DUBAI, Dec 8 (Reuters) - Falling crude prices may keep Gulf stock markets under pressure on Monday as oil dominates the thinking of retail investors.
Oil prices dropped more than a dollar on Monday to approach early December’s five-year lows after Morgan Stanley cut its price forecast for Brent crude, saying oversupply would likely peak next year after OPEC opted not to cut output.
Although analysts say most Gulf nations will be able to maintain spending despite lower revenues, state budgets in Oman and Bahrain may come under pressure, according to a Moody’s report published on Monday.

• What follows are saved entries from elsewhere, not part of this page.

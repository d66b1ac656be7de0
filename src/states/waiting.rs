//! Waiting: idle until a preamble announces itself.
//!
//! Two carrier edges in quick succession are the start of a preamble; the
//! gap between them is the first estimate of the chip period, handed to
//! Syncing for refinement. A single edge that gets no follow-up within
//! [`timing::NOISE_TIMEOUT`] is written off as noise.

use crate::board::Board;
use crate::clock::Micros;
use crate::context::Context;
use crate::receiver::{Demod, Receiver};
use crate::state::StateId;
use crate::timing;

/// Sentinel for "no first edge on record".
pub(crate) const UNSET: Micros = Micros::MAX;

pub(crate) fn init(
    rx: &Receiver,
    _dm: &mut Demod,
    b: &mut impl Board,
    _prev: Option<StateId>,
    _ctx: Context,
) {
    rx.first_cs.store(UNSET);
    b.listen_carrier(true);
    b.set_timer_period(timing::NOISE_TIMEOUT);
    b.stop_timer(); // armed by the first edge, not before
}

pub(crate) fn on_carrier(rx: &Receiver, b: &mut impl Board) {
    if rx.first_cs.load() != UNSET {
        // Second edge: that's a preamble.
        rx.exit_cs.store(b.now());
        rx.state.set(StateId::Syncing);
        return;
    }
    rx.first_cs.store(b.now());
    b.restart_timer();
}

pub(crate) fn on_timer(rx: &Receiver, b: &mut impl Board) {
    // The follow-up never came; forget the edge.
    rx.first_cs.store(UNSET);
    b.stop_timer();
}

pub(crate) fn exit(
    rx: &Receiver,
    _dm: &mut Demod,
    b: &mut impl Board,
    _next: StateId,
) -> Context {
    b.listen_carrier(false);
    b.stop_timer();
    Context {
        period: rx.exit_cs.load() - rx.first_cs.load(),
        last_cs: rx.exit_cs.load(),
        intensities: [0; 2],
    }
}
//! Hand-off data passed from a state's exit to its successor's init.

use crate::clock::Micros;

/// What one state bequeaths to the next.
///
/// Produced exactly once per transition by the exiting state, consumed by
/// the entering state's init, and dead afterwards. States that have nothing
/// to say (every failure path back to Waiting) hand over the default.
#[derive(Copy, Clone, Debug, Default, PartialEq, Eq)]
pub struct Context {
    /// Estimated chip period in microseconds. Positive in every hand-off to
    /// Syncing, Synced, Leveling and Receiving.
    pub period: Micros,
    /// Timestamp of the most recent carrier-sense edge the producing state
    /// observed (adjusted where the protocol calls for it, see the Synced
    /// exit).
    pub last_cs: Micros,
    /// Per-layer amplitude estimates in ADC units, layer 1 first.
    pub intensities: [i32; 2],
}
//! Protocol and scheduling constants.
//!
//! Ratios that the states apply to a measured period (grace margins, phase
//! nudges) live at their use sites, written as the `period * n / d`
//! arithmetic they are; this module holds the absolute quantities.

use crate::clock::Micros;

/// Quantum of the system clock: the tick timer fires this often and the
/// counter advances by this much. Chosen to divide evenly into what the
/// tick timer hardware can express while keeping the read error far below a
/// quarter chip period at the fastest supported chip rate.
pub const TICK_MICROS: Micros = 57;

/// Carrier-sense edges collected by Syncing before it trusts its period
/// estimate. 64 edges give 63 inter-arrival gaps to average.
pub const SYNC_STAMPS: usize = 64;

/// A lone carrier edge with no follow-up within this window was noise.
pub const NOISE_TIMEOUT: Micros = 1_000_000;

/// Chip periods of carrier silence after which Leveling and Receiving give
/// the transmission up for dead.
pub const CARRIER_LOSS_PERIODS: u64 = 16;

/// The last three symbols of the level-check training, as decoded on the
/// wire. Seeing this window in Leveling means the training is over and
/// payload follows.
pub const LEVEL_CHECK_MARK: [u8; 3] = [0x0C, 0x08, 0x00];
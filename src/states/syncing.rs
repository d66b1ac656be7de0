//! Syncing: measure the chip period from the preamble.
//!
//! Collects a buffer of 64 carrier-edge timestamps, keeping a timeout alive
//! across them; the period handed onward is the mean of the 63 inter-arrival
//! gaps. If the edges dry up for 1.5 estimated periods before the buffer
//! fills, the preamble was a mirage and we fall back to Waiting.

use crate::board::Board;
use crate::context::Context;
use crate::receiver::{Demod, Receiver};
use crate::state::StateId;

pub(crate) fn init(
    rx: &Receiver,
    _dm: &mut Demod,
    b: &mut impl Board,
    _prev: Option<StateId>,
    ctx: Context,
) {
    b.set_timer_period(ctx.period * 3 / 2); // grace margin over one period
    rx.stamps.reset();
    b.listen_carrier(true);
    // The timeout clock starts running at the first edge below; the
    // preamble that brought us here is still flowing, so one always comes.
}

pub(crate) fn on_carrier(rx: &Receiver, b: &mut impl Board) {
    b.restart_timer(); // keep-alive
    rx.stamps.push(b.now());
    if rx.stamps.is_full() {
        rx.state.set(StateId::Synced);
    }
}

pub(crate) fn on_timer(rx: &Receiver, b: &mut impl Board) {
    rx.state.set(StateId::Waiting);
    b.stop_timer();
}

pub(crate) fn exit(
    rx: &Receiver,
    _dm: &mut Demod,
    b: &mut impl Board,
    next: StateId,
) -> Context {
    b.listen_carrier(false);
    b.stop_timer();

    // Nothing worth bequeathing on the failure path.
    if next == StateId::Waiting {
        return Context::default();
    }

    let stamps = rx.stamps.snapshot();
    let n = stamps.len();
    Context {
        period: (stamps[n - 1] - stamps[0]) / (n as u64 - 1),
        last_cs: stamps[n - 1],
        intensities: [0; 2],
    }
}
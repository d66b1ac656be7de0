//! Receiving: stream decoded bytes until the carrier dies.
//!
//! Runs the same sampler as Leveling, but the estimators arrive pre-seeded
//! from the level check with enough inertia that payload frames refine them
//! instead of starting over. Two frames make a byte, low nibble first; a
//! lone nibble cut off by carrier loss is discarded, not emitted.

use crate::board::Board;
use crate::context::Context;
use crate::receiver::{Demod, Receiver};
use crate::state::StateId;
use crate::states::sampler;

pub(crate) fn init(
    rx: &Receiver,
    dm: &mut Demod,
    b: &mut impl Board,
    _prev: Option<StateId>,
    ctx: Context,
) {
    dm.pending = None;
    dm.layers = [
        sic::Estimator::seeded(ctx.intensities[0]),
        sic::Estimator::seeded(ctx.intensities[1]),
    ];
    sampler::start(rx, b, &ctx, 0);
}

pub(crate) fn main(rx: &Receiver, dm: &mut Demod, b: &mut impl Board) {
    if !rx.frame.is_full() {
        return;
    }

    let mut frame = rx.frame.snapshot();
    let nibble = sic::decode(&mut frame, &mut dm.layers);

    match dm.pending.take() {
        None => dm.pending = Some(nibble),
        Some(lo) => b.emit(lo | nibble << 4),
    }

    rx.frame.reset();
}

pub(crate) fn exit(
    _rx: &Receiver,
    dm: &mut Demod,
    b: &mut impl Board,
    _next: StateId,
) -> Context {
    sampler::stop(b);
    dm.pending = None;
    Context::default()
}
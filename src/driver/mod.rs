//! stm32f407 implementation of the board seam.
//!
//! Peripheral budget:
//!
//! * TIM3 ticks the system clock every [`timing::TICK_MICROS`] µs.
//! * TIM2 is the rearmable chip/timeout timer. It's one of the 32-bit
//!   timers, which matters: the noise timeout in Waiting is a full second of
//!   microseconds, far beyond a 16-bit ARR.
//! * EXTI0 on PA0 is the carrier-sense edge input.
//! * ADC1 channel 1 (PA1) reads the photodiode.
//! * USART1 (PA9/PA10) carries the decoded byte stream at 115200 baud.
//! * PC0 mirrors the recovered chip clock under the `measurement` feature.
//!
//! Concurrency: all three interrupts run at one NVIC priority, so handlers
//! never preempt each other, and the foreground loop polls inside a PRIMASK
//! critical section because state init/exit reprograms the same timer
//! registers the handlers touch. The critical section is a few microseconds
//! of decode work at worst; the system clock tick tolerates that much
//! latency by construction (its quantum dwarfs it).
//!
//! Register access from handlers goes through `Peripheral::ptr()` reads.
//! That is sound here because every register has a single writing context
//! once the one-priority rule and the polling critical section are in place.

use core::fmt;

use cortex_m::asm;
use stm32f4::stm32f407 as device;

use crate::board::Board;
use crate::clock::{Micros, SysClock};
use crate::receiver::{Demod, Receiver};
use crate::state::StateId;
use crate::timing;

/// Timer input clock at boot: HSI straight through, no PLL, no APB divide.
const TIMER_HZ: u32 = 16_000_000;
/// Prescaler bringing a timer down to 1 MHz, so ARR counts microseconds.
const PSC_1MHZ: u32 = TIMER_HZ / 1_000_000 - 1;
/// Shared NVIC priority for all three interrupt sources.
const IRQ_PRIORITY: u8 = 0x80;

/// The receiver singleton the interrupt trampolines dereference.
pub static RECEIVER: Receiver = Receiver::new();

static SYSCLOCK: SysClock = SysClock::new();

/// Brings up the hardware and runs the dispatcher forever. The binary calls
/// this once from its entry point after taking the peripherals.
pub fn run(mut cp: cortex_m::peripheral::Peripherals, p: device::Peripherals) -> ! {
    init_hw(&p);

    // Interrupt priorities first, then enables, with the barriers that make
    // the enables effective before we move on.
    unsafe {
        cp.NVIC.set_priority(device::Interrupt::TIM3, IRQ_PRIORITY);
        cp.NVIC.set_priority(device::Interrupt::TIM2, IRQ_PRIORITY);
        cp.NVIC.set_priority(device::Interrupt::EXTI0, IRQ_PRIORITY);
    }
    cp.NVIC.enable(device::Interrupt::TIM3);
    cp.NVIC.enable(device::Interrupt::TIM2);
    cp.NVIC.enable(device::Interrupt::EXTI0);
    asm::dmb();
    asm::isb();

    // Let the analog front end and the host's serial port settle before
    // trusting any edges.
    let t0 = SYSCLOCK.now();
    while SYSCLOCK.now() - t0 < 1_000_000 {}

    RECEIVER.state().set(StateId::Waiting);

    let mut demod = Demod::new();
    let mut board = Stm32Board;
    loop {
        cortex_m::interrupt::free(|_| demod.poll(&RECEIVER, &mut board));
    }
}

fn init_hw(p: &device::Peripherals) {
    // Clocks for everything we touch.
    p.RCC.ahb1enr.modify(|_, w| w.gpioaen().enabled().gpiocen().enabled());
    p.RCC
        .apb1enr
        .modify(|_, w| w.tim2en().enabled().tim3en().enabled());
    p.RCC.apb2enr.modify(|_, w| {
        w.adc1en()
            .enabled()
            .usart1en()
            .enabled()
            .syscfgen()
            .enabled()
    });

    // Pins: PA0 carrier sense in, PA1 photodiode analog, PA9/PA10 USART1.
    p.GPIOA.moder.modify(|_, w| {
        w.moder0()
            .input()
            .moder1()
            .analog()
            .moder9()
            .alternate()
            .moder10()
            .alternate()
    });
    p.GPIOA
        .afrh
        .modify(|_, w| w.afrh9().af7().afrh10().af7());
    #[cfg(feature = "measurement")]
    p.GPIOC.moder.modify(|_, w| w.moder0().output());

    // System tick: TIM3 free-running at the tick quantum.
    p.TIM3.psc.write(|w| unsafe { w.bits(PSC_1MHZ) });
    p.TIM3
        .arr
        .write(|w| unsafe { w.bits(timing::TICK_MICROS as u32 - 1) });
    p.TIM3.cr1.modify(|_, w| w.urs().set_bit());
    p.TIM3.egr.write(|w| w.ug().set_bit()); // latch the prescaler
    p.TIM3.dier.modify(|_, w| w.uie().set_bit());
    p.TIM3.cr1.modify(|_, w| w.cen().set_bit());

    // Chip/timeout timer: TIM2, stopped until a state arms it.
    p.TIM2.psc.write(|w| unsafe { w.bits(PSC_1MHZ) });
    p.TIM2.cr1.modify(|_, w| w.urs().set_bit());
    p.TIM2.egr.write(|w| w.ug().set_bit());
    p.TIM2.sr.modify(|_, w| w.uif().clear_bit());
    p.TIM2.dier.modify(|_, w| w.uie().set_bit());

    // ADC1: channel 1, software triggered, default sample time.
    p.ADC1.sqr3.modify(|_, w| unsafe { w.sq1().bits(1) });
    p.ADC1.cr2.modify(|_, w| w.adon().set_bit());

    // USART1: 115200-8-N-1 off the boot clock, transmit only. With 16x
    // oversampling the BRR value is just clock/baud.
    p.USART1
        .brr
        .write(|w| unsafe { w.bits(TIMER_HZ / 115_200) });
    p.USART1.cr1.modify(|_, w| w.ue().set_bit().te().set_bit());

    // Carrier sense: EXTI0 wired to PA0, rising edge, masked until a state
    // listens.
    p.SYSCFG
        .exticr1
        .modify(|_, w| unsafe { w.exti0().bits(0) });
    p.EXTI.rtsr.modify(|_, w| w.tr0().set_bit());
}

/// TIM3 update handler: one system-clock tick.
pub fn sys_tick_isr() {
    let tim = unsafe { &*device::TIM3::ptr() };
    tim.sr.modify(|_, w| w.uif().clear_bit());
    SYSCLOCK.tick(timing::TICK_MICROS);
}

/// TIM2 update handler: a chip-sample slot or a state timeout.
pub fn chip_timer_isr() {
    let tim = unsafe { &*device::TIM2::ptr() };
    tim.sr.modify(|_, w| w.uif().clear_bit());
    RECEIVER.on_timer(&mut Stm32Board);
}

/// EXTI0 handler: a carrier-sense rising edge.
pub fn carrier_isr() {
    let exti = unsafe { &*device::EXTI::ptr() };
    exti.pr.write(|w| w.pr0().set_bit());
    RECEIVER.on_carrier(&mut Stm32Board);
}

/// The board seam over real registers. Zero-sized; every call site conjures
/// one.
pub struct Stm32Board;

impl Board for Stm32Board {
    fn now(&self) -> Micros {
        SYSCLOCK.now()
    }

    fn sample(&mut self) -> i32 {
        let adc = unsafe { &*device::ADC1::ptr() };
        adc.cr2.modify(|_, w| w.swstart().set_bit());
        while adc.sr.read().eoc().bit_is_clear() {}
        adc.dr.read().data().bits() as i32
    }

    fn listen_carrier(&mut self, on: bool) {
        let exti = unsafe { &*device::EXTI::ptr() };
        if on {
            exti.pr.write(|w| w.pr0().set_bit()); // drop any stale edge
            exti.imr.modify(|_, w| w.mr0().set_bit());
        } else {
            exti.imr.modify(|_, w| w.mr0().clear_bit());
            cortex_m::peripheral::NVIC::unpend(device::Interrupt::EXTI0);
        }
    }

    fn set_timer_period(&mut self, period: Micros) {
        let tim = unsafe { &*device::TIM2::ptr() };
        // ARR is inclusive: the update fires after ARR+1 microsecond ticks.
        tim.arr
            .write(|w| unsafe { w.bits((period as u32).saturating_sub(1)) });
    }

    fn restart_timer(&mut self) {
        let tim = unsafe { &*device::TIM2::ptr() };
        tim.cr1.modify(|_, w| w.cen().clear_bit());
        tim.cnt.write(|w| unsafe { w.bits(0) });
        tim.sr.modify(|_, w| w.uif().clear_bit());
        tim.cr1.modify(|_, w| w.cen().set_bit());
    }

    fn stop_timer(&mut self) {
        let tim = unsafe { &*device::TIM2::ptr() };
        tim.cr1.modify(|_, w| w.cen().clear_bit());
        tim.sr.modify(|_, w| w.uif().clear_bit());
        cortex_m::peripheral::NVIC::unpend(device::Interrupt::TIM2);
    }

    fn emit(&mut self, byte: u8) {
        let usart = unsafe { &*device::USART1::ptr() };
        while usart.sr.read().txe().bit_is_clear() {}
        usart.dr.write(|w| unsafe { w.bits(byte as u32) });
    }

    fn diag(&mut self, args: fmt::Arguments) {
        use fmt::Write;
        let mut port = SerialText;
        let _ = port.write_fmt(args);
        let _ = port.write_str("\r\n");
    }

    fn debug_edge(&mut self) {
        #[cfg(feature = "measurement")]
        {
            let gpioc = unsafe { &*device::GPIOC::ptr() };
            gpioc
                .odr
                .modify(|r, w| w.odr0().bit(!r.odr0().bit()));
        }
    }
}

/// `fmt::Write` adapter for diagnostic text on the byte sink.
struct SerialText;

impl fmt::Write for SerialText {
    fn write_str(&mut self, s: &str) -> fmt::Result {
        for &b in s.as_bytes() {
            Stm32Board.emit(b);
        }
        Ok(())
    }
}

“While the sovereign wealth funds of Kuwait, the UAE, Qatar and Saudi Arabia can cover multiple years’ worth of government expenditures, Bahrain’s and Oman’s do not provide that level of cover,” it said.
“Moody’s expects that Saudi Arabia’s fiscal balance will turn into a deficit in 2015, and Bahrain and Oman’s deficits will widen significantly to above 7 percent of their respective GDP.”
Oman’s bourse tumbled 4.2 percent on Sunday after Standard & Poor’s cut its outlook for the country’s sovereign rating and local cement firms said natural gas prices would double next year.
Down 7.8 percent this year, Oman’s index is the second-worst performer in the Gulf after Kuwait which has fallen 10.6 percent. Bahrain’s market is less liquid and is up 13.1 percent in 2014. (Reporting by Olzhas Auyezov; Editing by Matt Smith)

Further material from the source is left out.